> ASSIGNMENT:
Write out again, please, the records below from the first line to the line holding "pub enum Command", inclusive, and nothing else.

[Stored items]
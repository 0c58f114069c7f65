use chrono::NaiveDate;
use sqlparser::ast::{self, Expr, FromTable, ObjectNamePart, SetExpr, Statement, TableFactor, TableObject, Value, ValueWithSpan};
use sqlparser::dialect::PostgreSqlDialect;
use sqlparser::parser::Parser;
use ulid::Ulid;

use crate::limits::*;
use crate::model::*;
use crate::time;

/// Parsed command from SQL input.
#[derive(Debug, PartialEq)]
pub enum Command {
    /// `INSERT INTO doctors (name, specialization, contact_email, slot_minutes) VALUES (...)`
    InsertDoctor {
        name: String,
        specialization: String,
        contact_email: String,
        slot_minutes: u32,
    },
    SelectDoctors {
        specialization: Option<String>,
    },
    SelectDoctor {
        id: Ulid,
    },
    /// `INSERT INTO appointments (doctor_id, patient_name, start_time) VALUES (...)`
    InsertAppointment {
        doctor_id: Ulid,
        patient_name: String,
        start: Ms,
    },
    /// Cancels; the row stays, with status CANCELLED.
    DeleteAppointment {
        id: Ulid,
    },
    SelectAppointment {
        id: Ulid,
    },
    SelectAvailability {
        doctor_id: Ulid,
        day: NaiveDate,
    },
}

pub fn parse_sql(sql: &str) -> Result<Command, SqlError> {
    let dialect = PostgreSqlDialect {};
    let stmts = Parser::parse_sql(&dialect, sql).map_err(|e| SqlError::Parse(e.to_string()))?;
    let Some(stmt) = stmts.first() else {
        return Err(SqlError::Empty);
    };

    match stmt {
        Statement::Insert(insert) => parse_insert(insert),
        Statement::Delete(delete) => parse_delete(delete),
        Statement::Query(query) => parse_select(query),
        other => Err(SqlError::Unsupported(format!("{other}"))),
    }
}

/// The kind of row a statement answers with.
#[derive(Debug, Clone, Copy, PartialEq, Eq)]
pub enum RowShape {
    Doctor,
    Appointment,
    Availability,
}

impl Command {
    pub fn row_shape(&self) -> RowShape {
        match self {
            Command::InsertDoctor { .. } | Command::SelectDoctors { .. } | Command::SelectDoctor { .. } => {
                RowShape::Doctor
            }
            Command::InsertAppointment { .. }
            | Command::DeleteAppointment { .. }
            | Command::SelectAppointment { .. } => RowShape::Appointment,
            Command::SelectAvailability { .. } => RowShape::Availability,
        }
    }
}

/// Row shape from the statement's kind and table alone, so `$n` placeholders
/// may still be unbound. `None` for anything the server would reject.
pub fn row_shape(sql: &str) -> Option<RowShape> {
    let dialect = PostgreSqlDialect {};
    let stmts = Parser::parse_sql(&dialect, sql).ok()?;
    let table = match stmts.first()? {
        Statement::Insert(insert) => insert_table_name(insert).ok()?,
        Statement::Delete(delete) => delete_table_name(delete).ok()?,
        Statement::Query(query) => match query.body.as_ref() {
            SetExpr::Select(select) => table_factor_name(&select.from.first()?.relation).ok()?,
            _ => return None,
        },
        _ => return None,
    };
    match table.as_str() {
        "doctors" => Some(RowShape::Doctor),
        "appointments" => Some(RowShape::Appointment),
        "availability" => Some(RowShape::Availability),
        _ => None,
    }
}

/// Request checks made before a command reaches the engine.
pub fn validate(cmd: &Command, now: Ms) -> Result<(), SqlError> {
    if let Command::InsertAppointment {
        patient_name,
        start,
        ..
    } = cmd
    {
        if patient_name.trim().is_empty() {
            return Err(SqlError::Invalid("patient_name must not be blank".into()));
        }
        if patient_name.len() > MAX_NAME_LEN {
            return Err(SqlError::Invalid(format!(
                "patient_name longer than {MAX_NAME_LEN} bytes"
            )));
        }
        if *start <= now {
            return Err(SqlError::Invalid("start_time must be in the future".into()));
        }
    }
    Ok(())
}

fn parse_insert(insert: &ast::Insert) -> Result<Command, SqlError> {
    let table = insert_table_name(insert)?;
    let values = extract_insert_values(insert)?;

    match table.as_str() {
        "doctors" => {
            if values.len() != 4 {
                return Err(SqlError::WrongArity("doctors", 4, values.len()));
            }
            Ok(Command::InsertDoctor {
                name: parse_string(&values[0])?,
                specialization: parse_string(&values[1])?,
                contact_email: parse_string(&values[2])?,
                slot_minutes: parse_u32(&values[3])?,
            })
        }
        "appointments" => {
            if values.len() != 3 {
                return Err(SqlError::WrongArity("appointments", 3, values.len()));
            }
            Ok(Command::InsertAppointment {
                doctor_id: parse_ulid(&values[0])?,
                patient_name: parse_string(&values[1])?,
                start: parse_timestamp(&values[2])?,
            })
        }
        _ => Err(SqlError::UnknownTable(table)),
    }
}

fn parse_delete(delete: &ast::Delete) -> Result<Command, SqlError> {
    let table = delete_table_name(delete)?;
    match table.as_str() {
        "appointments" => Ok(Command::DeleteAppointment {
            id: extract_where_id(&delete.selection)?,
        }),
        _ => Err(SqlError::UnknownTable(table)),
    }
}

fn parse_select(query: &ast::Query) -> Result<Command, SqlError> {
    let select = match query.body.as_ref() {
        SetExpr::Select(s) => s,
        _ => return Err(SqlError::Unsupported("non-SELECT query".into())),
    };

    let Some(from) = select.from.first() else {
        return Err(SqlError::Parse("SELECT without FROM".into()));
    };
    let table = table_factor_name(&from.relation)?;

    let mut filters = Vec::new();
    if let Some(selection) = &select.selection {
        collect_eq_filters(selection, &mut filters)?;
    }
    let filter = |col: &str| {
        filters
            .iter()
            .find(|(name, _)| name == col)
            .map(|(_, expr)| *expr)
    };

    match table.as_str() {
        "doctors" => {
            if let Some(id) = filter("id") {
                return Ok(Command::SelectDoctor { id: parse_ulid(id)? });
            }
            Ok(Command::SelectDoctors {
                specialization: filter("specialization").map(parse_string).transpose()?,
            })
        }
        "appointments" => Ok(Command::SelectAppointment {
            id: parse_ulid(filter("id").ok_or(SqlError::MissingFilter("id"))?)?,
        }),
        "availability" => Ok(Command::SelectAvailability {
            doctor_id: parse_ulid(filter("doctor_id").ok_or(SqlError::MissingFilter("doctor_id"))?)?,
            day: parse_day(filter("day").ok_or(SqlError::MissingFilter("day"))?)?,
        }),
        _ => Err(SqlError::UnknownTable(table)),
    }
}

/// Flatten `a = x AND b = y` into `(column, value)` pairs.
fn collect_eq_filters<'a>(expr: &'a Expr, out: &mut Vec<(String, &'a Expr)>) -> Result<(), SqlError> {
    match expr {
        Expr::BinaryOp {
            left,
            op: ast::BinaryOperator::And,
            right,
        } => {
            collect_eq_filters(left, out)?;
            collect_eq_filters(right, out)
        }
        Expr::BinaryOp {
            left,
            op: ast::BinaryOperator::Eq,
            right,
        } => match expr_column_name(left) {
            Some(col) => {
                out.push((col, right.as_ref()));
                Ok(())
            }
            None => Err(SqlError::Unsupported(format!("filter on {left}"))),
        },
        Expr::Nested(inner) => collect_eq_filters(inner, out),
        other => Err(SqlError::Unsupported(format!("filter {other}"))),
    }
}

// ── Helpers ───────────────────────────────────────────────────

fn object_name_last(name: &ast::ObjectName) -> Option<String> {
    name.0.last().and_then(|part| match part {
        ObjectNamePart::Identifier(ident) => Some(ident.value.to_lowercase()),
        _ => None,
    })
}

fn insert_table_name(insert: &ast::Insert) -> Result<String, SqlError> {
    match &insert.table {
        TableObject::TableName(name) => {
            object_name_last(name).ok_or_else(|| SqlError::Parse("empty table name".into()))
        }
        _ => Err(SqlError::Parse("unsupported table object in INSERT".into())),
    }
}

fn delete_table_name(delete: &ast::Delete) -> Result<String, SqlError> {
    let tables_with_joins = match &delete.from {
        FromTable::WithFromKeyword(t) | FromTable::WithoutKeyword(t) => t,
    };
    match tables_with_joins.first() {
        Some(first) => table_factor_name(&first.relation),
        None => Err(SqlError::Parse("DELETE without table".into())),
    }
}

fn table_factor_name(tf: &TableFactor) -> Result<String, SqlError> {
    match tf {
        TableFactor::Table { name, .. } => {
            object_name_last(name).ok_or_else(|| SqlError::Parse("empty table name".into()))
        }
        _ => Err(SqlError::Parse("complex table expression".into())),
    }
}

/// The single VALUES row of an INSERT.
fn extract_insert_values(insert: &ast::Insert) -> Result<Vec<Expr>, SqlError> {
    let body = insert
        .source
        .as_ref()
        .ok_or(SqlError::Parse("no VALUES".into()))?;
    match body.body.as_ref() {
        SetExpr::Values(values) => match values.rows.as_slice() {
            [row] => Ok(row.clone()),
            [] => Err(SqlError::Parse("empty VALUES".into())),
            _ => Err(SqlError::Unsupported("multi-row INSERT".into())),
        },
        _ => Err(SqlError::Parse("expected VALUES".into())),
    }
}

fn extract_where_id(selection: &Option<Expr>) -> Result<Ulid, SqlError> {
    let sel = selection.as_ref().ok_or(SqlError::MissingFilter("id"))?;
    match sel {
        Expr::BinaryOp {
            left,
            op: ast::BinaryOperator::Eq,
            right,
        } if expr_column_name(left).as_deref() == Some("id") => parse_ulid(right),
        _ => Err(SqlError::MissingFilter("id")),
    }
}

fn expr_column_name(expr: &Expr) -> Option<String> {
    match expr {
        Expr::Identifier(ident) => Some(ident.value.to_lowercase()),
        Expr::CompoundIdentifier(parts) => parts.last().map(|i| i.value.to_lowercase()),
        _ => None,
    }
}

fn extract_value(expr: &Expr) -> Option<&Value> {
    match expr {
        Expr::Value(ValueWithSpan { value, .. }) => Some(value),
        _ => None,
    }
}

fn parse_string(expr: &Expr) -> Result<String, SqlError> {
    match extract_value(expr) {
        Some(Value::SingleQuotedString(s)) => Ok(s.clone()),
        Some(value) => Err(SqlError::Parse(format!("expected string, got {value}"))),
        None => Err(SqlError::Parse(format!("expected value, got {expr}"))),
    }
}

fn parse_ulid(expr: &Expr) -> Result<Ulid, SqlError> {
    match extract_value(expr) {
        Some(Value::SingleQuotedString(s)) => {
            Ulid::from_string(s).map_err(|e| SqlError::Parse(format!("bad ULID {s:?}: {e}")))
        }
        Some(value) => Err(SqlError::Parse(format!("expected ULID string, got {value}"))),
        None => Err(SqlError::Parse(format!("expected value, got {expr}"))),
    }
}

fn parse_i64(expr: &Expr) -> Result<i64, SqlError> {
    if let Expr::UnaryOp {
        op: ast::UnaryOperator::Minus,
        expr,
    } = expr
    {
        return Ok(-parse_i64(expr)?);
    }
    match extract_value(expr) {
        Some(Value::Number(s, _) | Value::SingleQuotedString(s)) => s
            .parse()
            .map_err(|e| SqlError::Parse(format!("bad integer {s:?}: {e}"))),
        Some(value) => Err(SqlError::Parse(format!("expected number, got {value}"))),
        None => Err(SqlError::Parse(format!("expected value, got {expr}"))),
    }
}

fn parse_u32(expr: &Expr) -> Result<u32, SqlError> {
    let v = parse_i64(expr)?;
    u32::try_from(v).map_err(|_| SqlError::Parse(format!("{v} out of u32 range")))
}

/// ISO local date-time string, or integer Unix milliseconds.
fn parse_timestamp(expr: &Expr) -> Result<Ms, SqlError> {
    match extract_value(expr) {
        Some(Value::SingleQuotedString(s)) => time::parse_datetime(s)
            .or_else(|| s.trim().parse().ok())
            .ok_or_else(|| SqlError::Parse(format!("bad start_time {s:?}"))),
        _ => parse_i64(expr),
    }
}

fn parse_day(expr: &Expr) -> Result<NaiveDate, SqlError> {
    let s = parse_string(expr)?;
    time::parse_date(&s).ok_or_else(|| SqlError::Invalid(format!("bad day {s:?}, expected YYYY-MM-DD")))
}

// ── Errors ────────────────────────────────────────────────────

#[derive(Debug, thiserror::Error)]
pub enum SqlError {
    #[error("parse error: {0}")]
    Parse(String),
    #[error("empty query")]
    Empty,
    #[error("unsupported: {0}")]
    Unsupported(String),
    #[error("unknown table: {0}")]
    UnknownTable(String),
    #[error("{0}: expected {1} values, got {2}")]
    WrongArity(&'static str, usize, usize),
    #[error("missing filter: {0}")]
    MissingFilter(&'static str),
    #[error("invalid request: {0}")]
    Invalid(String),
}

> ANSWER TO THE PROBLEM:
repository 0c58f114069c7f65
use chrono::NaiveDate;
use sqlparser::ast::{self, Expr, FromTable, ObjectNamePart, SetExpr, Statement, TableFactor, TableObject, Value, ValueWithSpan};
use sqlparser::dialect::PostgreSqlDialect;
use sqlparser::parser::Parser;
use ulid::Ulid;

use crate::limits::*;
use crate::model::*;
use crate::time;

/// Parsed command from SQL input.
#[derive(Debug, PartialEq)]
pub enum Command {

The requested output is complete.